[<prev] [next>] [<thread-prev] [thread-next>] [day] [month] [year] [list]
Message-ID: <7a3b7d98-d882-5197-3dae-80ffe1e59af6@redhat.com>
Date: Sat, 27 Nov 2021 11:41:21 +0100
From: Jesper Dangaard Brouer <jbrouer@...hat.com>
To: Ong Boon Leong <boon.leong.ong@...el.com>, bpf@...r.kernel.org,
netdev@...r.kernel.org
Cc: brouer@...hat.com, bjorn@...nel.org,
Magnus Karlsson <magnus.karlsson@...el.com>,
Jonathan Lemon <jonathan.lemon@...il.com>,
Alexei Starovoitov <ast@...nel.org>,
Daniel Borkmann <daniel@...earbox.net>,
"David S . Miller" <davem@...emloft.net>,
Jakub Kicinski <kuba@...nel.org>,
Jesper Dangaard Brouer <hawk@...nel.org>,
John Fastabend <john.fastabend@...il.com>,
Andrii Nakryiko <andrii@...nel.org>,
Martin KaFai Lau <kafai@...com>,
Song Liu <songliubraving@...com>, Yonghong Song <yhs@...com>,
KP Singh <kpsingh@...nel.org>
Subject: Re: [PATCH bpf-next 3/4] samples/bpf: xdpsock: add period cycle time
to Tx operation
On 24/11/2021 10.18, Ong Boon Leong wrote:
> Tx cycle time is in micro-seconds unit. By combining the batch size (-b M)

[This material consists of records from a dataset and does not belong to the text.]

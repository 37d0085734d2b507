//! Coverage report processing.
//!
//! Parses raw coverage artifacts (Cobertura-style XML, LCOV text) into the
//! normalized [`CoverageReport`] model. Multiple report files from one run
//! (multi-module suites) are unioned into a single line-number space before
//! the percentage is computed.
//!
//! Parsing is tolerant of unknown fields and directives but strict about the
//! numeric fields it consumes: a non-numeric line number or hit count is a
//! parse failure, not a zero.

use std::collections::{BTreeMap, BTreeSet};
use std::path::Path;
use std::time::SystemTime;

use regex::Regex;
use tracing::debug;

use crate::domain::error::CoverageError;
use crate::domain::models::{CoverageFormat, CoverageReport};

/// Per-file line sets, before flattening into the unioned space.
#[derive(Debug, Clone, Default, PartialEq, Eq)]
struct FileCoverage {
    covered: BTreeSet<u32>,
    coverable: BTreeSet<u32>,
}

/// Parses coverage artifacts into [`CoverageReport`] values.
pub struct CoverageProcessor {
    format: CoverageFormat,
    /// Only files whose recorded path contains this substring count.
    file_filter: Option<String>,
    class_re: Regex,
    line_number_re: Regex,
    line_hits_re: Regex,
}

impl CoverageProcessor {
    pub fn new(format: CoverageFormat, file_filter: Option<String>) -> Self {
        Self {
            format,
            file_filter,
            // Attribute extraction is split per attribute so ordering inside
            // the tag does not matter.
            class_re: Regex::new(r#"<class\b[^>]*?\bfilename="([^"]*)""#)
                .expect("static regex"),
            line_number_re: Regex::new(r#"\bnumber="([^"]*)""#).expect("static regex"),
            line_hits_re: Regex::new(r#"\bhits="([^"]*)""#).expect("static regex"),
        }
    }

    /// Parse all report files from one measurement into a single report.
    ///
    /// `not_before` guards against stale artifacts: a report file older than
    /// the test-command start time means the run died before coverage flush,
    /// which is reported as a missing report.
    pub fn parse(
        &self,
        report_paths: &[String],
        duration_sec: f64,
        not_before: Option<SystemTime>,
    ) -> Result<CoverageReport, CoverageError> {
        let mut merged: BTreeMap<String, FileCoverage> = BTreeMap::new();

        for path in report_paths {
            let per_file = self.parse_one(Path::new(path), not_before)?;
            for (file, coverage) in per_file {
                match merged.get_mut(&file) {
                    None => {
                        merged.insert(file, coverage);
                    }
                    Some(existing) => {
                        // The same source file measured by two modules must
                        // agree on what is coverable; anything else means the
                        // instrumentation is ambiguous.
                        if existing.coverable != coverage.coverable {
                            return Err(CoverageError::parse(format!(
                                "conflicting coverable-line sets for '{file}' across report files"
                            )));
                        }
                        existing.covered.extend(coverage.covered);
                    }
                }
            }
        }

        if let Some(filter) = &self.file_filter {
            merged.retain(|file, _| file.contains(filter.as_str()));
        }

        let (covered, coverable) = Self::flatten(&merged);
        debug!(
            files = merged.len(),
            covered = covered.len(),
            coverable = coverable.len(),
            "Parsed coverage measurement"
        );
        CoverageReport::from_lines(covered, coverable, duration_sec)
    }

    /// Parse a single report file into per-file line sets.
    fn parse_one(
        &self,
        path: &Path,
        not_before: Option<SystemTime>,
    ) -> Result<BTreeMap<String, FileCoverage>, CoverageError> {
        let missing = || CoverageError::MissingReport {
            path: path.display().to_string(),
        };

        let metadata = std::fs::metadata(path).map_err(|_| missing())?;
        if let (Some(threshold), Ok(modified)) = (not_before, metadata.modified()) {
            // Slack for filesystems with coarse mtime granularity.
            let threshold = threshold - std::time::Duration::from_secs(2);
            if modified < threshold {
                // Present but stale: the run never flushed a fresh report.
                return Err(missing());
            }
        }

        let text = std::fs::read_to_string(path).map_err(|_| missing())?;

        match self.format {
            CoverageFormat::Cobertura => self.parse_cobertura(&text),
            CoverageFormat::Lcov => Self::parse_lcov(&text),
        }
    }

    /// Line-oriented scan of a Cobertura-style XML report.
    ///
    /// Only `<class filename=..>` and `<line number=.. hits=..>` carry the
    /// data we consume; every other element and attribute is ignored.
    fn parse_cobertura(
        &self,
        text: &str,
    ) -> Result<BTreeMap<String, FileCoverage>, CoverageError> {
        let mut files: BTreeMap<String, FileCoverage> = BTreeMap::new();
        let mut current: Option<String> = None;
        let mut saw_root = false;

        for line in text.lines() {
            let trimmed = line.trim();

            if trimmed.contains("<coverage") {
                saw_root = true;
            }

            if let Some(captures) = self.class_re.captures(trimmed) {
                let filename = captures[1].to_string();
                files.entry(filename.clone()).or_default();
                current = Some(filename);
                continue;
            }

            if trimmed.contains("<line") {
                let Some(file) = current.clone() else {
                    return Err(CoverageError::parse(
                        "<line> entry outside any <class> block",
                    ));
                };
                let number = Self::extract_u32(trimmed, &self.line_number_re, "number")?;
                let hits = Self::extract_u64(trimmed, &self.line_hits_re, "hits")?;

                let entry = files.entry(file).or_default();
                entry.coverable.insert(number);
                if hits > 0 {
                    entry.covered.insert(number);
                }
            }
        }

        if !saw_root {
            return Err(CoverageError::parse(
                "no <coverage> root element; not a cobertura report",
            ));
        }

        Ok(files)
    }

    fn extract_u32(line: &str, re: &Regex, attr: &str) -> Result<u32, CoverageError> {
        let raw = re
            .captures(line)
            .map(|c| c[1].to_string())
            .ok_or_else(|| {
                CoverageError::parse(format!("<line> entry missing '{attr}' attribute"))
            })?;
        raw.parse::<u32>().map_err(|_| {
            CoverageError::parse(format!("non-numeric '{attr}' attribute: '{raw}'"))
        })
    }

    fn extract_u64(line: &str, re: &Regex, attr: &str) -> Result<u64, CoverageError> {
        let raw = re
            .captures(line)
            .map(|c| c[1].to_string())
            .ok_or_else(|| {
                CoverageError::parse(format!("<line> entry missing '{attr}' attribute"))
            })?;
        raw.parse::<u64>().map_err(|_| {
            CoverageError::parse(format!("non-numeric '{attr}' attribute: '{raw}'"))
        })
    }

    /// Scan an LCOV tracefile.
    ///
    /// `SF:` opens a file section, `DA:<line>,<hits>[,..]` records a probed
    /// line, `end_of_record` closes the section. Unknown directives (`FN:`,
    /// `BRDA:`, ...) are skipped for forward compatibility.
    fn parse_lcov(text: &str) -> Result<BTreeMap<String, FileCoverage>, CoverageError> {
        let mut files: BTreeMap<String, FileCoverage> = BTreeMap::new();
        let mut current: Option<String> = None;
        let mut saw_section = false;

        for line in text.lines() {
            let trimmed = line.trim();

            if let Some(filename) = trimmed.strip_prefix("SF:") {
                if current.is_some() {
                    return Err(CoverageError::parse(
                        "SF: section opened before previous end_of_record",
                    ));
                }
                current = Some(filename.to_string());
                files.entry(filename.to_string()).or_default();
                saw_section = true;
                continue;
            }

            if let Some(data) = trimmed.strip_prefix("DA:") {
                let Some(file) = current.clone() else {
                    return Err(CoverageError::parse("DA: entry outside any SF: section"));
                };

                let mut fields = data.split(',');
                let number = fields
                    .next()
                    .unwrap_or_default()
                    .trim()
                    .parse::<u32>()
                    .map_err(|_| {
                        CoverageError::parse(format!("non-numeric DA line number in '{data}'"))
                    })?;
                let hits = fields
                    .next()
                    .ok_or_else(|| {
                        CoverageError::parse(format!("DA entry missing hit count: '{data}'"))
                    })?
                    .trim()
                    .parse::<u64>()
                    .map_err(|_| {
                        CoverageError::parse(format!("non-numeric DA hit count in '{data}'"))
                    })?;

                let entry = files.entry(file).or_default();
                entry.coverable.insert(number);
                if hits > 0 {
                    entry.covered.insert(number);
                }
                continue;
            }

            if trimmed == "end_of_record" {
                if current.take().is_none() {
                    return Err(CoverageError::parse(
                        "end_of_record without an open SF: section",
                    ));
                }
            }
        }

        if let Some(file) = current {
            return Err(CoverageError::parse(format!(
                "truncated report: SF:{file} has no end_of_record"
            )));
        }
        if !saw_section {
            return Err(CoverageError::parse(
                "no SF: sections found; not an lcov tracefile",
            ));
        }

        Ok(files)
    }

    /// Flatten per-file sets into a single line space.
    ///
    /// Files are visited in path order and each file's lines are shifted by a
    /// running offset, so a (file, line) pair maps to a stable absolute
    /// position for a given set of files.
    fn flatten(files: &BTreeMap<String, FileCoverage>) -> (BTreeSet<u32>, BTreeSet<u32>) {
        let mut covered = BTreeSet::new();
        let mut coverable = BTreeSet::new();
        let mut base: u32 = 0;

        for coverage in files.values() {
            for line in &coverage.coverable {
                coverable.insert(base + line);
            }
            for line in &coverage.covered {
                covered.insert(base + line);
            }
            base += coverage.coverable.iter().next_back().copied().unwrap_or(0);
        }

        (covered, coverable)
    }
}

> and Tx cycle time (-T|--tx-cycle N), xdpsock now can transmit batch-size of
> packets every N-us periodically.
Does this also work for --poll mode (which is a wakeup mode) ?
> For example to transmit 1 packet each 1ms cycle time for total of 2000000
> packets:
>
> $ xdpsock -i eth0 -T -N -z -T 1000 -b 1 -C 2000000
>
> sock0@...0s29f1:2 txonly xdp-drv
> pps pkts 1.00
> rx 0 0
> tx 1000 1996872
>
> sock0@...0s29f1:2 txonly xdp-drv
> pps pkts 1.00
> rx 0 0
> tx 1000 1997872
>
> sock0@...0s29f1:2 txonly xdp-drv
> pps pkts 1.00
> rx 0 0
> tx 1000 1998872
>
> sock0@...0s29f1:2 txonly xdp-drv
> pps pkts 1.00
> rx 0 0
> tx 1000 1999872
>
> sock0@...0s29f1:2 txonly xdp-drv
> pps pkts 1.00
> rx 0 0
> tx 128 2000000
>
> sock0@...0s29f1:2 txonly xdp-drv
> pps pkts 0.00
> rx 0 0
> tx 0 2000000
>
> Signed-off-by: Ong Boon Leong <boon.leong.ong@...el.com>
> ---
> samples/bpf/xdpsock_user.c | 36 +++++++++++++++++++++++++++++++-----
> 1 file changed, 31 insertions(+), 5 deletions(-)
>
> diff --git a/samples/bpf/xdpsock_user.c b/samples/bpf/xdpsock_user.c
> index 691f442bbb2..61d4063f11a 100644
> --- a/samples/bpf/xdpsock_user.c
> +++ b/samples/bpf/xdpsock_user.c
> @@ -111,6 +111,7 @@ static u32 opt_num_xsks = 1;
> static u32 prog_id;
> static bool opt_busy_poll;
> static bool opt_reduced_cap;
> +static unsigned long opt_cycle_time;
>
> struct vlan_ethhdr {
> unsigned char h_dest[6];
> @@ -173,6 +174,8 @@ struct xsk_socket_info {
> struct xsk_app_stats app_stats;
> struct xsk_driver_stats drv_stats;
> u32 outstanding_tx;
> + unsigned long prev_tx_time;
> + unsigned long tx_cycle_time;
> };
>
> static int num_socks;
> @@ -972,6 +975,7 @@ static struct option long_options[] = {
> {"tx-vlan-pri", required_argument, 0, 'K'},
> {"tx-dmac", required_argument, 0, 'G'},
> {"tx-smac", required_argument, 0, 'H'},
> + {"tx-cycle", required_argument, 0, 'T'},
> {"extra-stats", no_argument, 0, 'x'},
> {"quiet", no_argument, 0, 'Q'},
> {"app-stats", no_argument, 0, 'a'},
> @@ -1017,6 +1021,7 @@ static void usage(const char *prog)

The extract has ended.